***** PROVIDED MATERIAL

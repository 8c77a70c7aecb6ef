//! Generic document representation.
//!
//! The parser produces a tree of nested mappings keyed by scalars. The
//! typed [`Lockfile`](crate::Lockfile) view is derived from this tree by
//! the document adapter; the tree itself knows nothing about packages.

use std::collections::HashMap;
use std::fmt;

/// A scalar produced by the tokenizer or stored at a document leaf.
///
/// Exactly one variant is active; absence is expressed as
/// `Option<Scalar>` at the use site.
#[derive(Clone, PartialEq, Eq, Hash)]
pub enum Scalar {
    /// Integer payload (indent depths, number tokens).
    Int(i64),
    /// Decoded text (bare and quoted strings, comment bodies).
    Str(String),
    /// Boolean literal.
    Bool(bool),
}

impl Scalar {
    /// Returns the text if this is a `Str`.
    pub fn as_str(&self) -> Option<&str> {
        match self {
            Scalar::Str(s) => Some(s),
            _ => None,
        }
    }

    /// Returns the integer if this is an `Int`.
    pub fn as_int(&self) -> Option<i64> {
        match self {
            Scalar::Int(n) => Some(*n),
            _ => None,
        }
    }

    /// Returns the boolean if this is a `Bool`.
    pub fn as_bool(&self) -> Option<bool> {
        match self {
            Scalar::Bool(b) => Some(*b),
            _ => None,
        }
    }

    /// Render the scalar as plain text, the way the original format
    /// writes map keys.
    pub fn to_text(&self) -> String {
        match self {
            Scalar::Int(n) => n.to_string(),
            Scalar::Str(s) => s.clone(),
            Scalar::Bool(b) => b.to_string(),
        }
    }
}

impl fmt::Debug for Scalar {
    fn fmt(&self, f: &mut fmt::Formatter<'_>) -> fmt::Result {
        match self {
            Scalar::Int(n) => write!(f, "{}", n),
            Scalar::Str(s) => write!(f, "{:?}", s),
            Scalar::Bool(b) => write!(f, "{}", b),
        }
    }
}

impl From<i64> for Scalar {
    fn from(n: i64) -> Self {
        Scalar::Int(n)
    }
}

impl From<&str> for Scalar {
    fn from(s: &str) -> Self {
        Scalar::Str(s.to_string())
    }
}

impl From<String> for Scalar {
    fn from(s: String) -> Self {
        Scalar::Str(s)
    }
}

impl From<bool> for Scalar {
    fn from(b: bool) -> Self {
        Scalar::Bool(b)
    }
}

/// One level of the parsed document.
///
/// Duplicate keys at a level overwrite earlier values; only the final
/// value survives. Iteration order is unspecified, the encoder sorts.
pub type Mapping = HashMap<Scalar, Node>;

/// A parsed document node: a scalar leaf or a nested mapping.
#[derive(Clone, PartialEq)]
pub enum Node {
    Scalar(Scalar),
    Mapping(Mapping),
}

impl Node {
    /// Returns the scalar if this is a leaf.
    pub fn as_scalar(&self) -> Option<&Scalar> {
        match self {
            Node::Scalar(s) => Some(s),
            _ => None,
        }
    }

    /// Returns the mapping if this is a nested level.
    pub fn as_mapping(&self) -> Option<&Mapping> {
        match self {
            Node::Mapping(m) => Some(m),
            _ => None,
        }
    }
}

impl fmt::Debug for Node {
    fn fmt(&self, f: &mut fmt::Formatter<'_>) -> fmt::Result {
        match self {
            Node::Scalar(s) => write!(f, "{:?}", s),
            Node::Mapping(m) => f.debug_map().entries(m).finish(),
        }
    }
}

impl From<Scalar> for Node {
    fn from(s: Scalar) -> Self {
        Node::Scalar(s)
    }
}

impl From<Mapping> for Node {
    fn from(m: Mapping) -> Self {
        Node::Mapping(m)
    }
}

**********

DESCRIPTION OF THE TASK: Repeat the listing above line by line, exactly as written.

RESPONSE FOR THIS EXERCISE:
repository 8c77a70c7aecb6ef
//! Generic document representation.
//!
//! The parser produces a tree of nested mappings keyed by scalars. The
//! typed [`Lockfile`](crate::Lockfile) view is derived from this tree by
//! the document adapter; the tree itself knows nothing about packages.

use std::collections::HashMap;
use std::fmt;

/// A scalar produced by the tokenizer or stored at a document leaf.
///
/// Exactly one variant is active; absence is expressed as
/// `Option<Scalar>` at the use site.
#[derive(Clone, PartialEq, Eq, Hash)]
pub enum Scalar {
    /// Integer payload (indent depths, number tokens).
    Int(i64),
    /// Decoded text (bare and quoted strings, comment bodies).
    Str(String),
    /// Boolean literal.
    Bool(bool),
}

impl Scalar {
    /// Returns the text if this is a `Str`.
    pub fn as_str(&self) -> Option<&str> {
        match self {
            Scalar::Str(s) => Some(s),
            _ => None,
        }
    }

    /// Returns the integer if this is an `Int`.
    pub fn as_int(&self) -> Option<i64> {
        match self {
            Scalar::Int(n) => Some(*n),
            _ => None,
        }
    }

    /// Returns the boolean if this is a `Bool`.
    pub fn as_bool(&self) -> Option<bool> {
        match self {
            Scalar::Bool(b) => Some(*b),
            _ => None,
        }
    }

    /// Render the scalar as plain text, the way the original format
    /// writes map keys.
    pub fn to_text(&self) -> String {
        match self {
            Scalar::Int(n) => n.to_string(),
            Scalar::Str(s) => s.clone(),
            Scalar::Bool(b) => b.to_string(),
        }
    }
}

impl fmt::Debug for Scalar {
    fn fmt(&self, f: &mut fmt::Formatter<'_>) -> fmt::Result {
        match self {
            Scalar::Int(n) => write!(f, "{}", n),
            Scalar::Str(s) => write!(f, "{:?}", s),
            Scalar::Bool(b) => write!(f, "{}", b),
        }
    }
}

impl From<i64> for Scalar {
    fn from(n: i64) -> Self {
        Scalar::Int(n)
    }
}

impl From<&str> for Scalar {
    fn from(s: &str) -> Self {
        Scalar::Str(s.to_string())
    }
}

impl From<String> for Scalar {
    fn from(s: String) -> Self {
        Scalar::Str(s)
    }
}

impl From<bool> for Scalar {
    fn from(b: bool) -> Self {
        Scalar::Bool(b)
    }
}

/// One level of the parsed document.
///
/// Duplicate keys at a level overwrite earlier values; only the final
/// value survives. Iteration order is unspecified, the encoder sorts.
pub type Mapping = HashMap<Scalar, Node>;

/// A parsed document node: a scalar leaf or a nested mapping.
#[derive(Clone, PartialEq)]
pub enum Node {
    Scalar(Scalar),
    Mapping(Mapping),
}

impl Node {
    /// Returns the scalar if this is a leaf.
    pub fn as_scalar(&self) -> Option<&Scalar> {
        match self {
            Node::Scalar(s) => Some(s),
            _ => None,
        }
    }

    /// Returns the mapping if this is a nested level.
    pub fn as_mapping(&self) -> Option<&Mapping> {
        match self {
            Node::Mapping(m) => Some(m),
            _ => None,
        }
    }
}

impl fmt::Debug for Node {
    fn fmt(&self, f: &mut fmt::Formatter<'_>) -> fmt::Result {
        match self {
            Node::Scalar(s) => write!(f, "{:?}", s),
            Node::Mapping(m) => f.debug_map().entries(m).finish(),
        }
    }
}

impl From<Scalar> for Node {
    fn from(s: Scalar) -> Self {
        Node::Scalar(s)
    }
}

impl From<Mapping> for Node {
    fn from(m: Mapping) -> Self {
        Node::Mapping(m)
    }
}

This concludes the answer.